Majalengka, KPonline – Pekerja Majalengka yang tergabung dalam Aliansi Buruh Majalengka (ABM) menggelar aksi damai terkait upah layak bagi kaum buruh di Majalengka, Rabu (24/11/2021).

Sebelumnya putusan sidang pleno dewan pengupahan kabupaten Majalengka di angka kisaran Rp. 36.000. Dengan demikian putusan tersebut tidak sesuai dengan apa yang diinginkan oleh pekerja di Majalengka.

Bacaan Lainnya

Oleh karena itu berbagai Federasi yang tergabung dalam Aliansi Buruh Majalengka menuntut upah layak untuk tahun 2022 dikarenakan rendahnya upah di Majalengka. Dan hal ini membuat pekerja semakin sulit untuk bertahan di keadaan covid serta naiknya harga-harga barang pokok yang tidak diikuti dengan daya beli buruh. Karena alasan tersebut buruh Majalengka semakin meradang dan melakukan aksi daerah yang ditujukan kepada Pemda untuk merealisasikan upah yang layak bagi kehidupan kaum buruh.

” Terkait aksi Aliansi Buruh Majalengka hari ini, kami dari Aliansi Buruh Majalengka meminta kepada Bapak Bupati selaku pemangku kebijakan di Kabupaten Majalengka untuk merekomendasikan Upah hasil dari kesepakatan SB/SP sebesar Rp.720 ribu dan batas minimal kami diangka Rp.360 ribu sesuai kesepakatan Aliansi Buruh Majalengka. ” Ucap Ricky Sulaeman perwakilan dari FSPMI juga merupakan Wakil Ketua Aliansi Buruh Majalengka.

Selanjutnya Ricky Sulaeman mengatakan Alhamdulillah hasil perjuangan kaum buruh di Majalengka. Bupati yang diwakili oleh wakil Bupati menyepakati usulan dari ABM senilai Rp.360 ribu untuk direkomendasikan kepada Gubernur Jawa Barat. Intinya kita akan terus berjuang tanpa batas, melawan tiada akhir, tutup Ricky Sulaeman.

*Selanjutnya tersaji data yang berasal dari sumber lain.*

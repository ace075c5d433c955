//! Notification sink seam.
//!
//! The core never renders toasts itself; it calls the host's sink through
//! this trait and consumes no return value. Four severities, each taking a
//! message and a short title, fire-and-forget.

/// Receives transient user-facing messages.
///
/// Methods take `&self` so implementations stay shareable; a recording
/// implementation uses interior mutability.
pub trait Notifier {
    fn success(&self, message: &str, title: &str);
    fn info(&self, message: &str, title: &str);
    fn warning(&self, message: &str, title: &str);
    fn error(&self, message: &str, title: &str);
}

impl<N: Notifier + ?Sized> Notifier for &N {
    fn success(&self, message: &str, title: &str) {
        (**self).success(message, title);
    }

    fn info(&self, message: &str, title: &str) {
        (**self).info(message, title);
    }

    fn warning(&self, message: &str, title: &str) {
        (**self).warning(message, title);
    }

    fn error(&self, message: &str, title: &str) {
        (**self).error(message, title);
    }
}

/// Discards every notification. Useful for headless hosts and tests that do
/// not assert on toasts.
pub struct NoopNotifier;

impl Notifier for NoopNotifier {
    fn success(&self, _message: &str, _title: &str) {}
    fn info(&self, _message: &str, _title: &str) {}
    fn warning(&self, _message: &str, _title: &str) {}
    fn error(&self, _message: &str, _title: &str) {}
}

Seperti diketahui, Pemerintah pusat telah menetapkan besaran kenaikan Upah Minimum Provinsi atau UMP Jawa Barat tahun 2022 sebesar 1,09 persen dan penetapan UMP Jawa Barat ini harus dipatuhi pemerintah daerah. Berpedoman pada Peraturan Pemerintah (PP) Nomor 36 Tahun 2021 tentang Pengupahan.